The new approach of the Gold Book is then translated further into Sub- Clause 20.1(c) “Details and Particulars”, where the 42 day period within which to submit a detailed claim takes into consideration the ability of the DAB to accept a late notification of a claim by stating that “within 42 days after the Contractor became aware (or should have become aware) of the event of circumstance giving rise to the claim, or within such other period as may be allowed by the DAB under paragraph (a) above, or proposed by the Contractor and approved by the Employer’s Representative the Contractor shall send to the Employer’s Representative a fully detailed claim”.
What these amendments do is create an opportunity for the allowance of late notified or otherwise time barred claims where it is objectively reasonable to do so, perhaps to the dismay of the Employers out there. This change is however in line with the principles of natural justice (more specifically the principle of audi alterem partem) and those entrenched in our jurisprudence (as time bars are already narrowly interpreted by the South African Courts due to the limitations they place on a parties right to redress). Perhaps then the amendment to Sub-Clause 20.1 is a pace maker rather than a record breaker in the dispute resolution race.
Avoidance of Disputes
The concept of dispute avoidance is introduced as Sub- Clause 20.5, and no this does not replace the provisions of Sub-Clause 20.5 (Amicable Settlement) of the other contract forms, it is in addition thereto.
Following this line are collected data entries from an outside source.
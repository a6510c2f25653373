//! # Edit Session
//!
//! One editor's view of a page: the committed document, the content it is
//! previewed with, and at most one pending preview.
//!
//! A proposal that passes validation becomes the preview. Nothing reaches the
//! committed document until [`EditSession::apply`] promotes it. A new
//! proposal replaces any unapplied preview; previews are never combined.

use tracing::{debug, info};

use super::{evaluate, Modification, Rejection};
use crate::model::Document;
use crate::registry::Registry;
use crate::resolver::{ContentContext, ResolvedTree, Resolver};
use crate::validator::{Limits, ValidationWarning, Validator};

/// A validated candidate awaiting apply
#[derive(Debug, Clone, PartialEq)]
pub struct Preview {
    pub document: Document,
    pub resolved: ResolvedTree,
    pub warnings: Vec<ValidationWarning>,
}

/// Editing state for a single page
#[derive(Debug, Clone)]
pub struct EditSession<'r> {
    validator: Validator<'r>,
    resolver: Resolver<'r>,
    content: ContentContext,
    committed: Document,
    preview: Option<Preview>,
}

impl<'r> EditSession<'r> {
    pub fn new(registry: &'r Registry, committed: Document, content: ContentContext) -> Self {
        Self {
            validator: Validator::new(registry),
            resolver: Resolver::new(registry),
            content,
            committed,
            preview: None,
        }
    }

    pub fn with_limits(mut self, limits: Limits) -> Self {
        self.validator = self.validator.with_limits(limits);
        self
    }

    pub fn with_keep_unresolved_vars(mut self, keep: bool) -> Self {
        self.resolver = self.resolver.with_keep_unresolved_vars(keep);
        self
    }

    pub fn committed(&self) -> &Document {
        &self.committed
    }

    pub fn preview(&self) -> Option<&Preview> {
        self.preview.as_ref()
    }

    pub fn content(&self) -> &ContentContext {
        &self.content
    }

    /// Swap the content context; a pending preview is re-resolved
    pub fn set_content(&mut self, content: ContentContext) {
        self.content = content;
        if let Some(preview) = &mut self.preview {
            preview.resolved = self.resolver.resolve(&preview.document, &self.content);
        }
    }

    /// Resolve the committed document
    pub fn render(&self) -> ResolvedTree {
        self.resolver.resolve(&self.committed, &self.content)
    }

    /// Validate a modification and make it the pending preview
    ///
    /// Any earlier unapplied preview is dropped first, whether or not this
    /// proposal is accepted.
    pub fn propose(&mut self, modification: Modification) -> Result<&Preview, Rejection> {
        if self.preview.take().is_some() {
            debug!("discarding unapplied preview");
        }

        let (document, warnings) = evaluate(&self.validator, &self.committed, &modification)?;
        let resolved = self.resolver.resolve(&document, &self.content);
        debug!(origin = %modification.origin, "preview ready");
        Ok(self.preview.insert(Preview {
            document,
            resolved,
            warnings,
        }))
    }

    /// [`propose`](Self::propose) for a raw JSON reply
    pub fn propose_json(&mut self, json: &str) -> Result<&Preview, Rejection> {
        self.preview = None;
        let modification = Modification::from_json(json)
            .map_err(|errors| Rejection::from_errors(&self.committed, errors))?;
        self.propose(modification)
    }

    /// Promote the preview to committed; `None` when there is nothing to apply
    pub fn apply(&mut self) -> Option<&Document> {
        let preview = self.preview.take()?;
        info!(
            template = %preview.document.metadata.template,
            sections = preview.document.sections().len(),
            "committed preview"
        );
        self.committed = preview.document;
        Some(&self.committed)
    }

    /// Drop the pending preview
    pub fn discard(&mut self) -> Option<Preview> {
        let dropped = self.preview.take();
        if dropped.is_some() {
            debug!("preview discarded");
        }
        dropped
    }
}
This clause brings into the contract the concept of what can be compared to a recommendation handed down by a dispute review board (being a non-binding recommendation that may or may not be adopted by the parties).
Bearing in mind that the Gold Book envisions the DAB to be appointed for the duration of the Design and Build period, the allowance made by this provision creates a situation which is similar to what may well already take place under other contract forms where a standing DAB is appointed, namely where non-binding advice is sought from the DAB members during DAB site visits or discussions.
What the clause sets out is that if the parties so agree they may jointly submit a matter to the DAB in writing with a request to provide assistance and/or informally discuss and attempt to resolve any disagreement that may have arisen between the parties and goes further to state that such assistance may take place during any meetings, site visit or otherwise. The parties are not bound to act upon the advice of the DAB and the DAB is not bound in any future dispute process to any views formed during the informal process.
This clause follows the trend to avoid a dispute resolution process where possible and resolve disputes informally between the parties, again opting for fairness and sensibility over a straight win or lose.
Crossing the Finish Line
What we can see through the changes brought into the Gold Book by the FIDIC drafters is greater sense of fairness and equity and the adoption of a more collaborative approach to dispute resolution and the fostering of a win-win outcome. So, where practical to the specifics of the project at hand, our advice from a dispute resolution perspective would be to go for Gold!